Beyond rate buydowns, builders are adding features and upgrades that were not standard in previous years. “They’re including upgrades and features that weren’t there a couple of years ago,” Sadowski says. These additions enhance the value of new homes without reducing base prices, presenting buyers with more attractive packages while allowing builders to maintain pricing power.

Resale Sellers Must Prioritize Pricing and Presentation

In this environment, Sadowski stresses that resale sellers must shift their approach. The days of listing high and waiting for offers are over; pricing must be competitive from the outset. “Getting the price right from the start is critical,” Sadowski emphasizes.

Presentation is equally important. Sadowski advises sellers to ensure their homes are “show ready,” which means fresh paint, updated landscaping, decluttering, and depersonalizing spaces. These steps, once considered optional, are now essential to stand out against builder competition. “Doing the spruce up of painting, nice landscaping, and decluttering puts the home at the forefront. Those homes are still selling within a couple of days,” he says.

Sadowski observes a clear divide in the market: well-priced, well-presented resale homes continue to attract quick offers, sometimes even multiple bids, while those priced above market expectations linger unsold. “The ones trying to get aggressive pricing are the ones that stick on the market for a while,” he explains, referring to sellers who fail to adjust their expectations.

Resale Sellers Imitate Builder Incentives

With builder incentives proving effective, some resale sellers are now adopting similar strategies to stay competitive. “I’ve had sellers do the same thing—offering a two-one buydown type incentive to compete with the builders,” Sadowski says.

This marks a notable shift in resale tactics.

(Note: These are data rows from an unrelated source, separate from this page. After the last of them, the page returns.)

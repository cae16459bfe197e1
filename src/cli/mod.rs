//! Command-line interface

pub mod args;
pub mod commands;

pub use args::{Cli, Commands, LogFormat};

Instead of relying solely on price reductions or cosmetic improvements, sellers are now directly addressing buyers’ financing concerns by offering to pay for interest rate buydowns. This approach mirrors the most successful builder strategies and reflects the intense pressure resale sellers face in the current market.

The willingness of resale sellers to absorb the cost of buyer incentives highlights how significantly the landscape has changed. Such concessions were rare during the peak seller’s market but have become necessary as buyers weigh the advantages of new construction and higher mortgage rates.

Market Implications: Execution Is Now the Differentiator

Sadowski’s experience signals a broader trend: success in today’s market depends on strategic execution from the very beginning of the listing process. “Homes that show well are still selling and getting offers, sometimes multiple offers,” he notes. The difference is that only those listings that combine sharp pricing and strong presentation are meeting buyer expectations and moving quickly.

This shift has implications beyond Jacksonville. In any market where new construction is active and inventory is rising, the gap between well-prepared and poorly-prepared resale listings is widening. During the recent seller’s market, nearly all homes eventually sold, often with minimal effort. Now, in a more balanced market—or one tilting toward buyers—quality of execution is the main factor influencing results.

Looking ahead, it remains uncertain whether this competitive environment is temporary or will persist, as much depends on future interest rate movements and builder inventory levels. For now, Sadowski’s advice is clear: resale sellers who fail to price sharply and present their homes at their best risk extended market times and lower sale prices as builder incentives continue to reshape buyer expectations.